Dataset entries Start Marker

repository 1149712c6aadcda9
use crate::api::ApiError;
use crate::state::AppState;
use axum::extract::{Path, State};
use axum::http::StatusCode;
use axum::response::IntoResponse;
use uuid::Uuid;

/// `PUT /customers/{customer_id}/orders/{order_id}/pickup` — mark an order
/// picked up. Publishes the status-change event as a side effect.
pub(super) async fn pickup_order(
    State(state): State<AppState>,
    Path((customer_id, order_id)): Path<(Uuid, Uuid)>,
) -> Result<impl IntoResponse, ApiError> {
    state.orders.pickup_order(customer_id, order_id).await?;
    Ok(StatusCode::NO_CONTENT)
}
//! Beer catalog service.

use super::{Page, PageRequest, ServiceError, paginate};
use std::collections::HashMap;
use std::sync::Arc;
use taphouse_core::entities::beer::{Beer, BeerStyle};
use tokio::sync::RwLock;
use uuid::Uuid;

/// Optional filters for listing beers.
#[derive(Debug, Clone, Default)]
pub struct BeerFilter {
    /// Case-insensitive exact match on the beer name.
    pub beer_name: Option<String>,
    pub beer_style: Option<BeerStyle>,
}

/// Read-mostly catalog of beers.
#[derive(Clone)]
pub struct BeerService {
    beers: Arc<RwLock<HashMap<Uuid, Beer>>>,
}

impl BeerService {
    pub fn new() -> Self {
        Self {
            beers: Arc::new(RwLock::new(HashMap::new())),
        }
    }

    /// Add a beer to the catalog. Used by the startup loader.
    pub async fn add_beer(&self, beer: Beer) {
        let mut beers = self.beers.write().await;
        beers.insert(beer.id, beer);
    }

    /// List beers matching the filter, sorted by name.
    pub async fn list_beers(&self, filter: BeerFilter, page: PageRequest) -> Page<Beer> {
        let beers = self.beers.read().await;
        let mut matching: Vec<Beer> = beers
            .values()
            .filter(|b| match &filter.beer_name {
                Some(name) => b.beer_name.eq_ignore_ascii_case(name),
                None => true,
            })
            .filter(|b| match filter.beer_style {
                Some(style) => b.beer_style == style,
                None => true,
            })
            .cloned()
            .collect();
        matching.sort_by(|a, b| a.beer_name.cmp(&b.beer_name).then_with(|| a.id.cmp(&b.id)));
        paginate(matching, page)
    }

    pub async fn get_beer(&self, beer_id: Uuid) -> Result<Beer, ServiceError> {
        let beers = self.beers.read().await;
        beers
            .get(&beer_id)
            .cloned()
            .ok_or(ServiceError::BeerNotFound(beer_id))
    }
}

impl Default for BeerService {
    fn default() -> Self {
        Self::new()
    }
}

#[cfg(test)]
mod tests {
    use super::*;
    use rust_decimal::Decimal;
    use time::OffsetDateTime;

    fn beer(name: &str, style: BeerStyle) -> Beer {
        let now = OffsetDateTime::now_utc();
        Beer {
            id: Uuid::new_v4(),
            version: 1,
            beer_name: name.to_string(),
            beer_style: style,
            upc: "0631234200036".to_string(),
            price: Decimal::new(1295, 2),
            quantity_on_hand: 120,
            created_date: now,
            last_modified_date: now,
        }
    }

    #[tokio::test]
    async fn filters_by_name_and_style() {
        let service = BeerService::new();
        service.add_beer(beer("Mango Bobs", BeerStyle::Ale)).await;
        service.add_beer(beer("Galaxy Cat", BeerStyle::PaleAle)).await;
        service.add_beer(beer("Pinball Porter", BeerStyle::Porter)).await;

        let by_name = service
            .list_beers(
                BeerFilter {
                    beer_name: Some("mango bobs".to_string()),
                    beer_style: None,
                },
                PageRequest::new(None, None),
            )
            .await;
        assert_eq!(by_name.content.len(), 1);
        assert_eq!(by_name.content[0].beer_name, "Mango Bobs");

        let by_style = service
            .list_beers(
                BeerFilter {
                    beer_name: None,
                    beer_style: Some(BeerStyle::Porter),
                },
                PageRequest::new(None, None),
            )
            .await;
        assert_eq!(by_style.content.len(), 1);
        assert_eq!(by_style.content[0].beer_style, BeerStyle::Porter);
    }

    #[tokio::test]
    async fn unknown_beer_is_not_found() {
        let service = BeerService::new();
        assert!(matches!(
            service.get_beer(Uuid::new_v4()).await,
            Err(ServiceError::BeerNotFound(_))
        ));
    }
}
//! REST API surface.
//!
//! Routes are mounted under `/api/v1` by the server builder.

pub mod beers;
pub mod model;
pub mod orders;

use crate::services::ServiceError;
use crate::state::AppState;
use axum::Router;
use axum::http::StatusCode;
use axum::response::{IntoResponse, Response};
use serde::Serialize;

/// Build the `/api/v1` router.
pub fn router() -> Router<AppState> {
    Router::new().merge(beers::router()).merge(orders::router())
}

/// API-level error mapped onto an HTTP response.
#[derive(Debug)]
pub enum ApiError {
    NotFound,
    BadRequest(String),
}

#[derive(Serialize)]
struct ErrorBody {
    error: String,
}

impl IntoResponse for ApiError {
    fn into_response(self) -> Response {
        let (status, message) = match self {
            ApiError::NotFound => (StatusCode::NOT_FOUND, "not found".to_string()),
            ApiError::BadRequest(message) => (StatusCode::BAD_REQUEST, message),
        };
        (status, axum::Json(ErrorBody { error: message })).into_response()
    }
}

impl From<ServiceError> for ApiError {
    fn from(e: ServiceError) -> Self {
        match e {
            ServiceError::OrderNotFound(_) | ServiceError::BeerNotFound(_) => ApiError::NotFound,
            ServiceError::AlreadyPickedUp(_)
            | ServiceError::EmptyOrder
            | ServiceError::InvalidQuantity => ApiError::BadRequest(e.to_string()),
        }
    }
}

Dataset entries End Marker
Dataset entries Start Marker

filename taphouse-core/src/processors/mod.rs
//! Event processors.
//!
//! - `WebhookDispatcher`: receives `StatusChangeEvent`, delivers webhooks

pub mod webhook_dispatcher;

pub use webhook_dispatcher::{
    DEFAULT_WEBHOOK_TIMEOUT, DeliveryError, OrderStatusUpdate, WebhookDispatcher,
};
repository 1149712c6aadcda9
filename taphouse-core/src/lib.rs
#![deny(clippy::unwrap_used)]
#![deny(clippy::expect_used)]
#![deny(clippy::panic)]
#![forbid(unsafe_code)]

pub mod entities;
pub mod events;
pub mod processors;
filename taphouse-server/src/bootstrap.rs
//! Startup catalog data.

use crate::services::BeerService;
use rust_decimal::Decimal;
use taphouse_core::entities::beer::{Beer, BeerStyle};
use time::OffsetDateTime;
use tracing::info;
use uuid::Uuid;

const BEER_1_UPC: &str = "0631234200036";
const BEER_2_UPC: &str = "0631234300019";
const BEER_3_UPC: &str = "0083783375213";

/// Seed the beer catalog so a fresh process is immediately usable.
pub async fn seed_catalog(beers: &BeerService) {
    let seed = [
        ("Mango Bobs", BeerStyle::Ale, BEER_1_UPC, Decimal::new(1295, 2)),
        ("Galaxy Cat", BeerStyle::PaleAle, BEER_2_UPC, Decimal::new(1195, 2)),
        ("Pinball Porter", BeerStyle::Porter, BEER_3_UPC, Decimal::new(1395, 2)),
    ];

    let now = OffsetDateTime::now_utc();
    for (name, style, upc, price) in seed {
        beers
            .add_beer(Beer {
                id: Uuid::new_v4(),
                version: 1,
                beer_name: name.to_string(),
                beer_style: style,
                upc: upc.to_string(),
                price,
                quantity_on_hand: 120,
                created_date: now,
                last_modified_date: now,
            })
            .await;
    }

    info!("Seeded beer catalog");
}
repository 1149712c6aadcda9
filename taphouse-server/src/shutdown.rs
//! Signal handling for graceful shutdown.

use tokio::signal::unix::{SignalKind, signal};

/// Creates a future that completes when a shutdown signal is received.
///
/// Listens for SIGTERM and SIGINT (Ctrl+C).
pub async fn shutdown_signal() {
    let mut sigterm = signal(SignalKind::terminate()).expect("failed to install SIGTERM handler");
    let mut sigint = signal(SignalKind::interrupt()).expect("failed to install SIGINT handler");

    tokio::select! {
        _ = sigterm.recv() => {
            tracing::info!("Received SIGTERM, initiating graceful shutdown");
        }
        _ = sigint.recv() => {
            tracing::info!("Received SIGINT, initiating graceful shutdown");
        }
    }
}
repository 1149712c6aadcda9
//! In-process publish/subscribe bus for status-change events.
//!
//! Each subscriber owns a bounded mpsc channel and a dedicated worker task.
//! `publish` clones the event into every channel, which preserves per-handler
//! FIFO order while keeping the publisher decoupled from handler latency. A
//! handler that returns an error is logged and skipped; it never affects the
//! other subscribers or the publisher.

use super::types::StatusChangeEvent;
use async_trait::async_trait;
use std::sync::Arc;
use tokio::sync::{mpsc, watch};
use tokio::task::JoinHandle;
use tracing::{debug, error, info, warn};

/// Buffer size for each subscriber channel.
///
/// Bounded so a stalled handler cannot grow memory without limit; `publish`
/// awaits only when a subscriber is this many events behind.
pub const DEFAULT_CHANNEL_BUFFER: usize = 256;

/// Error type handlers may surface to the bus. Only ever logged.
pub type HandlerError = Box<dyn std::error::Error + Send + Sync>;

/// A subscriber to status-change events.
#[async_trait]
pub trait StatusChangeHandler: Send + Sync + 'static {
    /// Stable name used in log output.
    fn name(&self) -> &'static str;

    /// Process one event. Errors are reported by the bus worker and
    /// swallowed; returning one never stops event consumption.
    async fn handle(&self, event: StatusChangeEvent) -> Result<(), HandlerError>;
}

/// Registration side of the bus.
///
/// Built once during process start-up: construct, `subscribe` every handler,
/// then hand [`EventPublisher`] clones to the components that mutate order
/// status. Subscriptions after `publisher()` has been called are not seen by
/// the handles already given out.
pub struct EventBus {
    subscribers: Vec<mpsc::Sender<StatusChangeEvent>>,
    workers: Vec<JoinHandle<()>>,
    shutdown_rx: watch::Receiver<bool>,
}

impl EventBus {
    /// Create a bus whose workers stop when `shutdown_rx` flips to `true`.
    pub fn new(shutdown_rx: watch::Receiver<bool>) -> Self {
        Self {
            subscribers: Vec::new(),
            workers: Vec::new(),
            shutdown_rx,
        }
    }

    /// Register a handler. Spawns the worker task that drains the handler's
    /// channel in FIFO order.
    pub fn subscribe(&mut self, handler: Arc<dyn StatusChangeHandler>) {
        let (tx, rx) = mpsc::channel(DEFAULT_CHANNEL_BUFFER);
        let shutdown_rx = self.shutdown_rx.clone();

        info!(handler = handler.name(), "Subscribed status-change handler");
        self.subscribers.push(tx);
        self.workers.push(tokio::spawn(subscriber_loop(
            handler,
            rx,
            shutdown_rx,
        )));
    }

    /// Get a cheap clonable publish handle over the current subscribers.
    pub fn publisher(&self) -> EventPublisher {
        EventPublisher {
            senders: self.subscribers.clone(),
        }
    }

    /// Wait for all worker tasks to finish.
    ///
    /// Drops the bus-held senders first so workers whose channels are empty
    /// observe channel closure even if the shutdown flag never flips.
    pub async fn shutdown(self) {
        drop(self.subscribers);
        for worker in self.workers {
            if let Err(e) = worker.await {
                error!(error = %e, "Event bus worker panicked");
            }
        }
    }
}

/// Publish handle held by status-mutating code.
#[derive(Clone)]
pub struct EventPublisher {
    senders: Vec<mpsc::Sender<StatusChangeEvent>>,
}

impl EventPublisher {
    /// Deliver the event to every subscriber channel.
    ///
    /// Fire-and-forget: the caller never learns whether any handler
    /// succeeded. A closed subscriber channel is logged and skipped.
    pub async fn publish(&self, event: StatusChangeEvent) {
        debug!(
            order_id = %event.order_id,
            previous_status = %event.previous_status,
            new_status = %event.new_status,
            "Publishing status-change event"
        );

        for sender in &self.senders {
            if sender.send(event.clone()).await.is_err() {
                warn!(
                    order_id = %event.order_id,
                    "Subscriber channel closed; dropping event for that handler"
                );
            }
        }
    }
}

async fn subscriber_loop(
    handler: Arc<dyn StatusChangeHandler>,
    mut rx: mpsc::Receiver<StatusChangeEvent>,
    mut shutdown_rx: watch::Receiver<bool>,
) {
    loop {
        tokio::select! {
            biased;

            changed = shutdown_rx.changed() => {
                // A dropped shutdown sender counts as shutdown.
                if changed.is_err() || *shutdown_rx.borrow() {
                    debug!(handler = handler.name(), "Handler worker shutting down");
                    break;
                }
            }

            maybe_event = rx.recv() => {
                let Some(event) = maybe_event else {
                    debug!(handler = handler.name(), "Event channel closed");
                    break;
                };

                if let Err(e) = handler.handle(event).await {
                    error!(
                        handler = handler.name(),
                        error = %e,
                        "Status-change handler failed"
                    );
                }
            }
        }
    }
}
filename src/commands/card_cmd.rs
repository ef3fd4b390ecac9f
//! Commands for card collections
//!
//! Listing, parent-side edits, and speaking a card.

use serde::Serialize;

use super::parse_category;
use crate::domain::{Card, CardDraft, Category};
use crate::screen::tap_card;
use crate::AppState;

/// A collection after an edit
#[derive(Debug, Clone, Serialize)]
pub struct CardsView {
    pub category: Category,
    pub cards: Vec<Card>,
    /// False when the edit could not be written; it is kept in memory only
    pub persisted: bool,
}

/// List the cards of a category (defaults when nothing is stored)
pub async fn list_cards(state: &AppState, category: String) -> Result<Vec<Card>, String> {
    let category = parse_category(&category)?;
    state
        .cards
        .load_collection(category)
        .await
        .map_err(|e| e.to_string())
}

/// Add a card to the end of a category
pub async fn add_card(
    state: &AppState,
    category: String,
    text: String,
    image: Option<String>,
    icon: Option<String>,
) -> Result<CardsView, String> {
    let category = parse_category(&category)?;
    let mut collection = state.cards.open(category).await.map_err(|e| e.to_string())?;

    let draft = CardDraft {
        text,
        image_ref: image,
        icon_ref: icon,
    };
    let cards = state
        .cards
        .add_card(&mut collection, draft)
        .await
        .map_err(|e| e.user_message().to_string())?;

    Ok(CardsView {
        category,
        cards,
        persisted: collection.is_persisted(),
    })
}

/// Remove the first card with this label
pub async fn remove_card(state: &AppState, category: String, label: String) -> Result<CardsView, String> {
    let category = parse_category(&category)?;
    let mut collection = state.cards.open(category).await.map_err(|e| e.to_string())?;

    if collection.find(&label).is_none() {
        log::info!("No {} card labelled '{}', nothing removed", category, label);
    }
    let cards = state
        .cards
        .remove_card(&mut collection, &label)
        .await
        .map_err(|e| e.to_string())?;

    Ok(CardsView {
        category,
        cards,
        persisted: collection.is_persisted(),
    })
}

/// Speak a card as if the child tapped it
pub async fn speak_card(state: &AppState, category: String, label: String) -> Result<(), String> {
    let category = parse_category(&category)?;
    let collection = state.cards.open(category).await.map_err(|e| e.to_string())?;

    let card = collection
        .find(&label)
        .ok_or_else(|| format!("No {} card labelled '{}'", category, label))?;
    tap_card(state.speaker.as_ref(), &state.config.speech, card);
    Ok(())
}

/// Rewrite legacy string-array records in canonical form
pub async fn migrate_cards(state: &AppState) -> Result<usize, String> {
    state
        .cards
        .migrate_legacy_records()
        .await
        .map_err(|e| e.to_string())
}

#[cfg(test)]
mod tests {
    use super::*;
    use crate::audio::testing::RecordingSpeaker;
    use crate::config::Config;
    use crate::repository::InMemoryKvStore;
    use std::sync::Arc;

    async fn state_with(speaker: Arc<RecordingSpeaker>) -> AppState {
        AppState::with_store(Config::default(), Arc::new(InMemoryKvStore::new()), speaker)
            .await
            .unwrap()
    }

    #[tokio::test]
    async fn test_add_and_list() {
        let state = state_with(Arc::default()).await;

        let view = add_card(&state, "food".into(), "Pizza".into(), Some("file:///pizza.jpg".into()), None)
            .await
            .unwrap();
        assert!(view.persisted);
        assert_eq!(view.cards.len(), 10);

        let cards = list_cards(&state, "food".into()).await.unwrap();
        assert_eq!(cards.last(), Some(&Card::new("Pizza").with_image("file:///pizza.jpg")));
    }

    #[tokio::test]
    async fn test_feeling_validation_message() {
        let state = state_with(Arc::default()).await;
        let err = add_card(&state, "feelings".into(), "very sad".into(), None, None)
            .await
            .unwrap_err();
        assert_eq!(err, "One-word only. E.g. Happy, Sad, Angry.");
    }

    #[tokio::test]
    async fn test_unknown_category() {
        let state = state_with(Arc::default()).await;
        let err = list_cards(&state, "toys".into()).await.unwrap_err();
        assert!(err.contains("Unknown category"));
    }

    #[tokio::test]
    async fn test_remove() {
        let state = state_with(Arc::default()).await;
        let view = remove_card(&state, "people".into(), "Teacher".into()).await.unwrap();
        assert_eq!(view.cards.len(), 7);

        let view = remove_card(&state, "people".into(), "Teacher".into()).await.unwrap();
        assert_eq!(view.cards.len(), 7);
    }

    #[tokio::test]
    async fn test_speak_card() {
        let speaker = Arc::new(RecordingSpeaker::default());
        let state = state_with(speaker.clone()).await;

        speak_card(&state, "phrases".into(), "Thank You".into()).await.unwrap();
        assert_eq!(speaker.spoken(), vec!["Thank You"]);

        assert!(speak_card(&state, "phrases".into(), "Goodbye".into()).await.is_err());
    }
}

Dataset entries End Marker
Dataset entries Start Marker

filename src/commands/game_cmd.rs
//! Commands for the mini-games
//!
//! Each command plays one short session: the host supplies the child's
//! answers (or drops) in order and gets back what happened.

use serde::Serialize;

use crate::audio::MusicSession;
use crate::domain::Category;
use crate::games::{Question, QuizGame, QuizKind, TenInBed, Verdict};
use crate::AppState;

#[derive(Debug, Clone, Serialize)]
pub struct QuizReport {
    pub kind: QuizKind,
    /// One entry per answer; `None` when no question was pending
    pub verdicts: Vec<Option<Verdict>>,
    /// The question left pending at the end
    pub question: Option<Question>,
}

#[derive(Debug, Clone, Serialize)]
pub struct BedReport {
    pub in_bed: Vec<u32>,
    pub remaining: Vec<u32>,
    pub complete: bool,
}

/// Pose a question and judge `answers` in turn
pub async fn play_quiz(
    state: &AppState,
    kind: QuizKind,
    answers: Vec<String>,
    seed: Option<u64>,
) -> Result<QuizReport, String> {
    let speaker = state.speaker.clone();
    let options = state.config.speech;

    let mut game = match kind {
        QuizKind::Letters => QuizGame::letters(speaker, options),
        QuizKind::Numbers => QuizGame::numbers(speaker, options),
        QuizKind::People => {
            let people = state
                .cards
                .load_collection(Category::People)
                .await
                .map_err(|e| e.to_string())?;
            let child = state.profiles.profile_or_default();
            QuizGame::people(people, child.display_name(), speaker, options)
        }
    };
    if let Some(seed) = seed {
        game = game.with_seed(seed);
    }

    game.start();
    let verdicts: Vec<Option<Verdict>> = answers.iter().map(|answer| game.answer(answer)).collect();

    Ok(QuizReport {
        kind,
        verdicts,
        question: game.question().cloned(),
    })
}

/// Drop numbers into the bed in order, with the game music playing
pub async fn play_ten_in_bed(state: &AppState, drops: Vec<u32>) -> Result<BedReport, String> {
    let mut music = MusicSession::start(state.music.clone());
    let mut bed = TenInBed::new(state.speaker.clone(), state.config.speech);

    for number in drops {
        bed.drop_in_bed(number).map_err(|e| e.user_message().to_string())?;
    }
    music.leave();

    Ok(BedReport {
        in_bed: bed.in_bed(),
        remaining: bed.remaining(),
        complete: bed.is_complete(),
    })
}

Dataset entries End Marker

> [Task prompt] Please, from the entries above, set down exactly the lines from the one containing "pub async fn shutdown(self)" through the one containing "pub struct EventPublisher", and only those.

> [Exercise solution]
    pub async fn shutdown(self) {
        drop(self.subscribers);
        for worker in self.workers {
            if let Err(e) = worker.await {
                error!(error = %e, "Event bus worker panicked");
            }
        }
    }
}

/// Publish handle held by status-mutating code.
#[derive(Clone)]
pub struct EventPublisher {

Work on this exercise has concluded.